On two separate occasions, in 1996 and 2002, the Winthrop Retirement Board considered whether LaMonica’s admission to filing a false federal tax return was sufficient under state law to take away his pension. On both occasions, upon the advice of the board’s then-counsel in those years (who were different attorneys), the board decided that inasmuch as LaMonica’s guilty plea to a charge of filing a false tax return was not directly related to his duties as a police officer, the board did not have a legal basis to revoke his pension.

However, in 2016 an investigative report on a Boston TV channel raised anew the issue of whether LaMonica should be entitled to collect a pension. The Winthrop Retirement Board revisited the matter and concluded that although the filing of a false tax return is not related to the position of police chief, the underlying basis for LaMonica’s admission on the tax charge stemmed from his acceptance of the bribes to allow the illegal video poker games to operate, which directly involved his obligation as police chief to enforce the laws of the Commonwealth.

In short, the Retirement Board concluded that there was a sufficient nexus between the filing of the false tax returns and LaMonica’s acceptance of the bribes such that he should forfeit his pension, a determination that was rejected by the judges of the BMC and Superior Court.

The Appeals Court summed up the issue before it as follows: “After press inquiries, the board gathered more information, conducted a hearing in 2016, and voted to order forfeiture of LaMonica’s pension.  The board concluded that the income LaMonica failed to report on his income tax returns was paid to him so that he, in his capacity as a police officer, would ‘turn[] a blind eye to the illegal operation of video poker machines in certain private establishments in Winthrop.’  This case thus requires us to consider whether, pursuant to G. L. c. 32, § 15 (4), LaMonica’s convictions for filing false income tax returns for the years stated require forfeiture of his retirement pension.” 

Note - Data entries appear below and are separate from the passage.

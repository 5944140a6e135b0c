//! Delta-encoding server support for axum.
//!
//! # Module Organization
//!
//! ```text
//! server/
//! ├── config      - DeltaConfig options and IdScheme
//! ├── history     - HistoryStore and ResourceHistory (bounded version history)
//! └── middleware  - DeltaLayer and DeltaRequest extractor
//! ```
//!
//! # Key Types
//!
//! | Type | Description |
//! |------|-------------|
//! | [`DeltaLayer`] | Axum middleware layer |
//! | [`DeltaRequest`] | Validators and delta capability of a request |
//! | [`DeltaConfig`] | History bounds, body limit, delta token |
//! | [`HistoryStore`] | Per-resource version histories |
//!
//! # HTTP Status Codes
//!
//! | Code | Description |
//! |------|-------------|
//! | 200 | Full representation |
//! | 226 | IM Used: edit script against `Delta-Base` |
//! | 304 | Not Modified |
//!
//! # Examples
//!
//! ```
//! use delta_cache::server::{DeltaConfig, DeltaLayer};
//!
//! let layer = DeltaLayer::with_config(DeltaConfig {
//!     max_versions: 16,
//!     ..Default::default()
//! })
//! .unwrap();
//! assert_eq!(layer.config().max_versions, 16);
//! ```

mod config;
mod history;
mod middleware;


pub use config::{DeltaConfig, IdScheme};
pub use history::{HistoryHandle, HistoryStore, ResourceHistory};
pub use middleware::{DeltaLayer, DeltaRequest};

The Appeals Court went on to conclude, “General Laws c. 32, § 15 (4), inserted by St. 1987, c. 697, § 47, provides that ‘[i]n no event shall any member [of the State employees’ retirement system] after final conviction of a criminal offense involving violation of the laws applicable to his office or position, be entitled to receive a retirement allowance.’[3]  Because there was a direct factual link between LaMonica’s position as a public employee and his criminal conviction of filing false tax returns, he is ineligible to receive a retirement allowance.”

Both the Retirement Board and the Appeals Court relied upon the pre-sentencing report offered by federal prosecutors to the sentencing judge as evidence of the nexus. The Appeals Court’s opinion states, “The sentencing judge adopted the factual findings in the presentence report, though not the recommended sentence.  As set forth in that report, ‘First as [l]ieutenant, then as [c]hief of the Winthrop Police Department, [LaMonica] received illegal payments including an initial payment of $1,000, then $100 per week, for the next [fourteen] years from Raymond Magee, to cover-up the video poker machines in the town of Winthrop’.”  

The Appeals Court’s decision states in conclusion, “There was substantial evidence to allow the board to find the direct factual link between the payments by Magee to LaMonica that were the basis for the convictions of filing false

income tax returns, as those payments were ‘inextricably intertwined’ with his position as a police officer.  The board did not rely on the dismissed indictment.  Rather, the board relied on a sentencing report that was adopted by the Federal

judge and that made the direct factual link between LaMonica’s position as a police officer and the illegal payments he received to cover up the video poker machines.  

“We therefore conclude that the board’s decision that there was a direct factual link between LaMonica’s position as a police officer and the crimes to which he pleaded guilty was supported by substantial evidence, and that G. L. c. 32,

§ 15 (4), and the case law interpreting it, mandate forfeiture.”

LaMonica still has the available legal avenue of filing an application for further appellate review to the full Supreme Judicial Court within 21 days of the Appeals Court’s decision.